Inicialmente, serão ocupadas 306 vagas, em cargos de nível
médio e superior. Outros 700 classificados irão formar um
cadastro de reserva para o preenchimento de novos postos.
Segundo o diretor administrativo-financeiro da Codesp, Mauro
Marques, alguns poderão ser chamados até o final do ano.
De acordo com a Codesp, os 306 candidatos selecionados nas
vagas já autorizadas pelo Departamento de Coordenação e
Controle das Empresas Estatais (Dest) substituirão os
profissionais terceirizados, em respeito à determinação do
Tribunal de Contas da União (TCU) e do próprio Dest.
Conforme declarou o dirigente, nos próximos anos, cerca de
mil novos profissionais deverão integrar o quadro de
funcionários da companhia. Segundo ele, cerca de 300
aposentados que ainda ocupam cargos na estatal deverão
receber incentivos para deixar a empresa ainda este ano.
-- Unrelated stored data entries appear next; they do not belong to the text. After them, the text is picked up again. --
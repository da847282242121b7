//! Aggregation-pipeline analysis
//!
//! Pipelines are map-reduce programs over refs and thread variables,
//! producing field values on a promised object. Analysis is flow-typed:
//! each scope tracks its variables' types, assignment state, and
//! traversal usage, and every `apply` is checked against the
//! operand/method table. Scope paths are `"0"`, `"0.0"`, … with lookups
//! walking outward.

use crate::refs::{is_global_ref, is_local_variable, is_variable, parse_global_ref, RefKind};
use crate::types::{
    initial_matches_type, type_details_from_literal, types_are_comparable, ComparisonOperator,
    ItemType, TypeDetails,
};
use crate::util::display_value;
use crate::validator::{id_string, Validator};
use serde_json::Value;
use std::collections::{BTreeMap, BTreeSet};

/// One pipeline variable's flow state.
#[derive(Clone, Debug)]
pub struct PipelineVariable {
    pub type_details: TypeDetails,
    pub initial: Value,
    pub assigned: bool,
    pub used: bool,
    pub is_loop_variable: bool,
    /// Scopes that traverse this variable; writes inside them are illegal
    pub traversal_scopes: BTreeSet<String>,
}

/// Per-pipeline analysis state.
#[derive(Clone, Debug, Default)]
pub struct PipelineState {
    pub object_promise_ref: String,
    /// Thread scope inherited from the promise's fulfillment context
    pub thread_scope: Option<String>,
    /// Scope path -> variable name -> state
    pub variables: BTreeMap<String, BTreeMap<String, PipelineVariable>>,
}

impl PipelineState {
    fn set_variable(&mut self, scope: &str, name: &str, variable: PipelineVariable) {
        self.variables
            .entry(scope.to_string())
            .or_default()
            .insert(name.to_string(), variable);
    }

    /// Find a variable visible from `scope`, walking scope suffixes
    /// outward. Returns the defining scope.
    fn find_variable(&self, name: &str, scope: &str) -> Option<(String, &PipelineVariable)> {
        let mut segments: Vec<&str> = scope.split('.').collect();
        while !segments.is_empty() {
            let candidate = segments.join(".");
            if let Some(variable) = self.variables.get(&candidate).and_then(|s| s.get(name)) {
                return Some((candidate, variable));
            }
            segments.pop();
        }
        None
    }

    pub fn thread_group_id(&self) -> Option<&str> {
        self.thread_scope.as_ref()?.split('.').next_back()
    }
}
#[cfg(test)]
mod tests {
    use super::*;
    use crate::spec::{
        array_with, boolean, enum_of, integer, named_with, object, string, Conditional,
        ConditionOperator, Constraints, Modifiers, ObjectSpec, PropertyOverride, Query,
        QueryCondition, QueryOperator, QueryValue, Spec, SwitchCase, TriggerCondition,
    };
    use serde_json::json;

    fn validator_with(doc: Value) -> Validator {
        let mut validator = Validator::new();
        validator.validate(&doc);
        validator
    }

    fn walk(validator: &mut Validator, field: &Value, spec: &Spec) -> Vec<String> {
        validator.validate_field("root", field, spec, 0)
    }

    #[test]
    fn test_resolver_populates_path_variables() {
        // the resolver looks up the tag named by the field's own `kind`
        // property, then `{$tag}` selects the matching collection
        let mut validator = validator_with(json!({
            "catalog": {
                "jobs": {"names": {"clean": {}, "audit": {}}},
            },
        }));
        let spec = object(
            ObjectSpec::with_properties(vec![
                ("kind", string()),
                (
                    "job",
                    string().with_expected(ExpectedValue::OneOf {
                        from: "root.catalog.{$tag}.names".into(),
                        extract: "keys".into(),
                    }),
                ),
            ])
            .resolver(
                "$tag",
                Query {
                    from: "{_this}".into(),
                    where_clause: None,
                    extract: "kind".into(),
                },
            ),
        );

        let errors = walk(&mut validator, &json!({"kind": "jobs", "job": "clean"}), &spec);
        assert!(errors.is_empty(), "{:?}", errors);

        let errors = walk(&mut validator, &json!({"kind": "jobs", "job": "paint"}), &spec);
        assert_eq!(errors.len(), 1);
        assert!(errors[0].contains("expected any key from root.catalog.jobs.names"));
    }

    #[test]
    fn test_failed_resolver_substitutes_error_keyword() {
        let mut validator = validator_with(json!({"catalog": {}}));
        let spec = object(
            ObjectSpec::with_properties(vec![(
                "job",
                string().with_expected(ExpectedValue::OneOf {
                    from: "root.catalog.{$tag}".into(),
                    extract: "keys".into(),
                }),
            )])
            .resolver(
                "$tag",
                Query {
                    from: "{_this}".into(),
                    where_clause: None,
                    extract: "missing".into(),
                },
            ),
        );

        // validation still completes, pointing at the unresolvable path
        let errors = walk(&mut validator, &json!({"job": "x"}), &spec);
        assert_eq!(errors.len(), 1);
        assert!(errors[0].contains("root.catalog.ERROR"), "{:?}", errors);
    }

    #[test]
    fn test_resolver_query_with_where_clause() {
        let validator = validator_with(json!({
            "records": [
                {"id": 0, "tag": "alpha"},
                {"id": 1, "tag": "beta"},
            ],
        }));
        let query = Query {
            from: "root.records".into(),
            where_clause: Some(QueryCondition {
                property: "id".into(),
                operator: QueryOperator::Equals,
                value: QueryValue::FromThis {
                    extract: "record_id".into(),
                },
            }),
            extract: "tag".into(),
        };
        let result = validator.resolve_query(&json!({"record_id": 1}), &query);
        assert_eq!(result.as_deref(), Some("beta"));
    }

    #[test]
    fn test_referenced_value_expectation() {
        let mut validator = validator_with(json!({
            "standard": "x",
            "parties": [{"id": 0, "name": "Project"}],
            "anchor": {"party": "party:0"},
        }));
        let spec = object(ObjectSpec::with_properties(vec![(
            "party_name",
            string().with_expected(ExpectedValue::ReferencedValue {
                from_ref: "root.anchor.party".into(),
                extract: "name".into(),
            }),
        )]));

        let errors = walk(&mut validator, &json!({"party_name": "Project"}), &spec);
        assert!(errors.is_empty(), "{:?}", errors);

        let errors = walk(&mut validator, &json!({"party_name": "Auditor"}), &spec);
        assert_eq!(errors.len(), 1);
        assert!(errors[0].contains("expected \"Project\", got \"Auditor\""));
    }

    #[test]
    fn test_named_spec_property_modifiers() {
        let mut validator = Validator::new();
        // the catalog's `term` spec requires a string name; the override
        // swaps that property for an integer
        let patched = named_with(
            "term",
            vec![PropertyOverride {
                property: "name".into(),
                spec: integer(),
            }],
        );

        let errors = walk(
            &mut validator,
            &json!({"name": 7, "description": "d"}),
            &patched,
        );
        assert!(errors.is_empty(), "{:?}", errors);

        let errors = walk(
            &mut validator,
            &json!({"name": "text", "description": "d"}),
            &patched,
        );
        assert_eq!(errors.len(), 1);
        assert!(errors[0].contains("expected integer, got string"));
    }

    #[test]
    fn test_switch_dispatch() {
        let mut validator = Validator::new();
        let mut object_spec = ObjectSpec::with_properties(vec![
            ("mode", enum_of(["A", "B"])),
            ("value", string()),
        ]);
        object_spec.switch = Some(crate::spec::Switch {
            property: "mode".into(),
            cases: vec![SwitchCase {
                equals: json!("B"),
                then: Modifiers::default().override_property("value", boolean()),
                break_after: true,
            }],
        });
        let spec = object(object_spec);

        let errors = walk(&mut validator, &json!({"mode": "A", "value": "text"}), &spec);
        assert!(errors.is_empty(), "{:?}", errors);

        let errors = walk(&mut validator, &json!({"mode": "B", "value": "text"}), &spec);
        assert_eq!(errors.len(), 1);
        assert!(errors[0].contains("expected boolean, got string"));
    }

    #[test]
    fn test_conditional_else_branch() {
        let mut validator = Validator::new();
        let spec = object(
            ObjectSpec::with_properties(vec![("flag", boolean()), ("value", string())])
                .conditional(
                    Conditional::single(
                        TriggerCondition::new("flag", ConditionOperator::Equals, json!(true)),
                        Modifiers::default().override_property("value", integer()),
                    )
                    .or_else(Modifiers::default().override_property("value", boolean())),
                ),
        );

        assert!(walk(&mut validator, &json!({"flag": true, "value": 3}), &spec).is_empty());
        assert!(walk(&mut validator, &json!({"flag": false, "value": true}), &spec).is_empty());
        assert!(!walk(&mut validator, &json!({"flag": false, "value": 3}), &spec).is_empty());
    }

    #[test]
    fn test_distinct_constraint() {
        let mut validator = Validator::new();
        let spec = array_with(
            string(),
            Constraints {
                distinct: true,
                ..Constraints::default()
            },
        );

        assert!(walk(&mut validator, &json!(["a", "b"]), &spec).is_empty());
        let errors = walk(&mut validator, &json!(["a", "a"]), &spec);
        assert_eq!(
            errors,
            vec!["root: contains duplicate item(s) (values must be distinct)"]
        );
    }

    #[test]
    fn test_unique_if_not_null_skips_nulls() {
        let mut validator = Validator::new();
        let spec = array_with(
            object(ObjectSpec::with_properties(vec![(
                "alias",
                string().nullable(),
            )])),
            Constraints {
                unique_if_not_null: vec!["alias".into()],
                ..Constraints::default()
            },
        );

        let errors = walk(
            &mut validator,
            &json!([{"alias": null}, {"alias": null}, {"alias": "x"}]),
            &spec,
        );
        assert!(errors.is_empty(), "{:?}", errors);

        let errors = walk(
            &mut validator,
            &json!([{"alias": "x"}, {"alias": "x"}]),
            &spec,
        );
        assert_eq!(errors.len(), 1);
        assert!(errors[0].contains("duplicate value provided for unique field \"alias\""));
    }

    #[test]
    fn test_min_length_constraint() {
        let mut validator = Validator::new();
        let spec = array_with(
            string(),
            Constraints {
                min_length: Some(2),
                ..Constraints::default()
            },
        );
        let errors = walk(&mut validator, &json!(["only"]), &spec);
        assert_eq!(errors, vec!["root: must contain at least 2 item(s), got 1"]);
    }
}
Assim, o diretor prevê a renovação no quadro de servidores.
‘‘Independente do Dest, nós temos o problema dos aposentados
que ainda estão trabalhando e que serão substituídos até o
término do processo. Haverá uma oxigenação muito forte
dentro da empresa. Há departamentos onde há anos não entra
gente nova’’, afirmou.
Agora, a Codesp se prepara para contratar a Fundação
Carlos Chagas, que irá elaborar o edital do concurso e as
provas. Somente então, deverá marcar a data para o início
das inscrições e a realização dos exames. Atualmente,
conforme salientou o superintendente de Administração e
Serviços da Codesp, Milton Ortolan, os vários departamentos
da estatal estão fazendo um levantamento sobre sua
necessidade de pessoal, estudo que será avaliado pela
diretoria nas próximas semanas.
A intenção da Codesp ao ampliar o número de vagas é realizar
a seleção de um número maior de profissionais do que o
autorizado pelo Dest. Esse excedente formará um cadastro de
reserva, cujos aprovados serão convocados quando
funcionários se aposentarem ou se afastarem da empresa.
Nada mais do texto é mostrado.